Out Of Order - A Vending Machine Roguelike es un juego de simulación casual indie de estrategia que gira en torno a la gestión de una sola máquina expendedora durante varias campañas de doce semanas. El jugador se encarga de reponer el surtido cada día desde un mazo de almacén, atiende a los clientes en distintos locales y elige nuevos productos mientras cumple cuotas semanales cada vez más exigentes que deciden si el contrato continúa.
Gameplay
La mecánica principal se divide en tres fases diarias: sacar artículos del almacén para llenar los huecos de la máquina, atender a la fila de clientes del día y seleccionar un nuevo producto entre tres opciones para añadirlo de forma permanente al mazo. Las combinaciones de productos son clave: colocar chocolate junto a bebidas aumenta los ingresos, una bebida energética acelera al siguiente cliente y una porción de pizza concede un bonus al vaciar la máquina por completo.
Cada campaña se desarrolla en un único local durante las doce semanas. Los escenarios van desde una lavandería hasta un aeropuerto internacional, cada uno con su propia clientela, porcentaje de comisión y progresión de cuotas. En total hay veinticinco locales y veintisiete clientes distintos, cada uno con sus preferencias, como el agente de policía que solo compra donuts.
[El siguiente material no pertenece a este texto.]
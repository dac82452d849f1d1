use common::tictactoe::{BOARD_SIZE, Board, Mark, Position, WinningLine};

pub struct BoardUi {
    last_hover: Option<usize>,
}

impl BoardUi {
    const MIN_CELL_SIZE: f32 = 60.0;
    const MAX_CELL_SIZE: f32 = 140.0;
    const LINE_WIDTH: f32 = 2.0;

    pub fn new() -> Self {
        Self { last_hover: None }
    }

    fn calculate_cell_size(available_width: f32, available_height: f32) -> f32 {
        let cell_size = available_width.min(available_height) / BOARD_SIZE as f32;
        cell_size.clamp(Self::MIN_CELL_SIZE, Self::MAX_CELL_SIZE)
    }

    /// Paints the board and returns the empty cell clicked this frame, if any.
    pub fn render(
        &mut self,
        ui: &mut egui::Ui,
        board: &Board,
        winning_line: Option<WinningLine>,
        interactive: bool,
    ) -> Option<usize> {
        let cell_size =
            Self::calculate_cell_size(ui.available_width() * 0.6, ui.available_height());
        let board_size = cell_size * BOARD_SIZE as f32;

        let (rect, response) =
            ui.allocate_exact_size(egui::vec2(board_size, board_size), egui::Sense::click());
        let painter = ui.painter();

        painter.rect_filled(rect, 12.0, egui::Color32::from_rgb(209, 213, 219));

        self.last_hover = if interactive {
            response
                .hover_pos()
                .and_then(|pos| cell_at(rect, cell_size, pos))
                .filter(|&index| board.is_empty_at(index))
        } else {
            None
        };

        if let Some(index) = self.last_hover {
            painter.rect_filled(
                cell_rect(rect, cell_size, index),
                0.0,
                egui::Color32::from_rgba_unmultiplied(100, 150, 255, 50),
            );
        }

        if let Some(line) = winning_line {
            for index in line.cells {
                painter.rect_filled(
                    cell_rect(rect, cell_size, index),
                    0.0,
                    egui::Color32::from_rgb(229, 231, 235),
                );
            }
        }

        for i in 1..BOARD_SIZE {
            let offset = i as f32 * cell_size;
            painter.line_segment(
                [
                    egui::pos2(rect.left() + offset, rect.top()),
                    egui::pos2(rect.left() + offset, rect.bottom()),
                ],
                egui::Stroke::new(Self::LINE_WIDTH, egui::Color32::from_gray(120)),
            );
            painter.line_segment(
                [
                    egui::pos2(rect.left(), rect.top() + offset),
                    egui::pos2(rect.right(), rect.top() + offset),
                ],
                egui::Stroke::new(Self::LINE_WIDTH, egui::Color32::from_gray(120)),
            );
        }

        for (index, cell) in board.cells().iter().enumerate() {
            let target = cell_rect(rect, cell_size, index);
            match cell {
                Some(Mark::X) => self.draw_x(painter, target),
                Some(Mark::O) => self.draw_o(painter, target),
                None => {}
            }
        }

        if let Some(line) = winning_line {
            self.draw_winning_line(painter, rect, cell_size, line);
        }

        if response.clicked() {
            return self.last_hover;
        }
        None
    }

    fn draw_x(&self, painter: &egui::Painter, rect: egui::Rect) {
        let padding = rect.width() * 0.2;
        let color = egui::Color32::from_rgb(220, 50, 50);
        let stroke = egui::Stroke::new(6.0, color);

        painter.line_segment(
            [
                egui::pos2(rect.left() + padding, rect.top() + padding),
                egui::pos2(rect.right() - padding, rect.bottom() - padding),
            ],
            stroke,
        );

        painter.line_segment(
            [
                egui::pos2(rect.right() - padding, rect.top() + padding),
                egui::pos2(rect.left() + padding, rect.bottom() - padding),
            ],
            stroke,
        );
    }

    fn draw_o(&self, painter: &egui::Painter, rect: egui::Rect) {
        let padding = rect.width() * 0.2;
        let radius = (rect.width() / 2.0) - padding;
        let color = egui::Color32::from_rgb(50, 50, 220);

        painter.circle_stroke(rect.center(), radius, egui::Stroke::new(6.0, color));
    }

    fn draw_winning_line(
        &self,
        painter: &egui::Painter,
        rect: egui::Rect,
        cell_size: f32,
        line: WinningLine,
    ) {
        let start = cell_rect(rect, cell_size, line.start().to_index()).center();
        let end = cell_rect(rect, cell_size, line.end().to_index()).center();
        painter.line_segment(
            [start, end],
            egui::Stroke::new(8.0, egui::Color32::from_rgba_unmultiplied(30, 30, 30, 160)),
        );
    }
}

fn cell_rect(board_rect: egui::Rect, cell_size: f32, index: usize) -> egui::Rect {
    let x = (index % BOARD_SIZE) as f32;
    let y = (index / BOARD_SIZE) as f32;
    egui::Rect::from_min_size(
        egui::pos2(
            board_rect.left() + x * cell_size,
            board_rect.top() + y * cell_size,
        ),
        egui::vec2(cell_size, cell_size),
    )
}

fn cell_at(board_rect: egui::Rect, cell_size: f32, pos: egui::Pos2) -> Option<usize> {
    if !board_rect.contains(pos) {
        return None;
    }
    let x = ((pos.x - board_rect.left()) / cell_size) as usize;
    let y = ((pos.y - board_rect.top()) / cell_size) as usize;
    (x < BOARD_SIZE && y < BOARD_SIZE).then(|| Position::new(x, y).to_index())
}

#[cfg(test)]
mod tests {
    use super::*;

    fn board_rect() -> egui::Rect {
        egui::Rect::from_min_size(egui::pos2(10.0, 20.0), egui::vec2(300.0, 300.0))
    }

    #[test]
    fn test_cell_at_maps_points_row_major() {
        let rect = board_rect();
        assert_eq!(cell_at(rect, 100.0, egui::pos2(15.0, 25.0)), Some(0));
        assert_eq!(cell_at(rect, 100.0, egui::pos2(250.0, 25.0)), Some(2));
        assert_eq!(cell_at(rect, 100.0, egui::pos2(150.0, 170.0)), Some(4));
        assert_eq!(cell_at(rect, 100.0, egui::pos2(305.0, 315.0)), Some(8));
    }

    #[test]
    fn test_cell_at_outside_board() {
        let rect = board_rect();
        assert_eq!(cell_at(rect, 100.0, egui::pos2(5.0, 25.0)), None);
        assert_eq!(cell_at(rect, 100.0, egui::pos2(50.0, 400.0)), None);
    }

    #[test]
    fn test_cell_rect_round_trips_through_cell_at() {
        let rect = board_rect();
        for index in 0..9 {
            let center = cell_rect(rect, 100.0, index).center();
            assert_eq!(cell_at(rect, 100.0, center), Some(index));
        }
    }

    #[test]
    fn test_cell_size_is_clamped() {
        assert_eq!(BoardUi::calculate_cell_size(90.0, 900.0), 60.0);
        assert_eq!(BoardUi::calculate_cell_size(3000.0, 3000.0), 140.0);
        assert_eq!(BoardUi::calculate_cell_size(300.0, 600.0), 100.0);
    }
}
Surgen problemas de forma habitual que obligan a tomar decisiones inmediatas. Los compartimentos pueden atascarse, el sistema de refrigeración fallar o producirse robos nocturnos que vacían el stock. Cada local añade complicaciones propias, como ratas en el zoo o carteristas en el estadio. Los eventos meteorológicos, como tormentas o olas de calor, se anuncian con un día de antelación y permiten ajustar el reabastecimiento, mientras que los skimmers y las inspecciones fiscales llegan sin previo aviso. Las averías pueden repararse pagando a un técnico o solucionándolas uno mismo, aunque en este último caso la sección afectada queda fuera de servicio durante dos días.
Con el tiempo se desbloquean treinta y dos mejoras para la máquina, desde letreros de neón hasta sistemas de refrigeración mejorados y botes para propinas. Sesenta y nueve logros otorgan acceso a nuevos locales, paquetes de productos, mejoras, diseños de cabina y paletas de color. El catálogo completo incluye cincuenta productos de comida y bebida. Las partidas con semilla permiten introducir un código para repetir exactamente la misma secuencia de eventos y decisiones.
Modos de juego
La experiencia principal consiste en completar contratos de doce semanas en locales individuales. Para tener éxito hay que superar todas las revisiones semanales sin que el contrato se cancele por bajo rendimiento o deterioro de la mercancía. De vez en cuando puede aparecer la opción de aceptar una segunda máquina en otro lugar, aunque el jugador puede rechazarla para centrarse en el contrato actual.
Las partidas con semilla ofrecen un modo repetible: al introducir una semilla concreta se generan las mismas extracciones de productos, secuencias de clientes y eventos. El juego guarda automáticamente tras cada decisión, lo que facilita experimentar sin perder progreso. Incluye compatibilidad total con mando en todas las plataformas.
Locales, clientes y complicaciones
Cada uno de los veinticinco locales influye en el desarrollo diario a través de su clientela y curva de cuotas. Un aeropuerto puede atraer viajeros con prisas y gustos variados, mientras que una lavandería recibe un flujo más constante pero de menor volumen. Los veintisiete clientes tienen hábitos de compra fijos que recompensan un surtido específico.
Las complicaciones obligan a adaptarse constantemente. Los productos perecederos se estropean si no se venden y los huecos vacíos reducen los ingresos. Los pronósticos meteorológicos avisan con antelación de olas de calor o tormentas que modifican la demanda, mientras que eventos imprevistos, como cortes de luz en el acuario, exigen respuestas rápidas. La posibilidad de aceptar una segunda máquina añade una capa de gestión de recursos para quienes optan por el contrato adicional.
¿Merece la pena jugarlo?
Out Of Order está dirigido a jugadores que disfrutan del deckbuilding metódico y la gestión de recursos en un roguelike para un solo jugador. La estructura de campañas de doce semanas premia la selección cuidadosa de productos y las respuestas oportunas ante averías o cambios meteorológicos. Una demo permite probar cuatro semanas en cuatro locales con un catálogo reducido y sin averías ni segunda máquina, para comprobar el bucle principal antes de comprar la versión completa. El juego no incluye micropagos. La combinación de una presentación acogedora con la presión estratégica de las cuotas y los eventos aleatorios atrae a los aficionados a las simulaciones y a los roguelikes de construcción de mazos que buscan sesiones concentradas y repetibles en PC.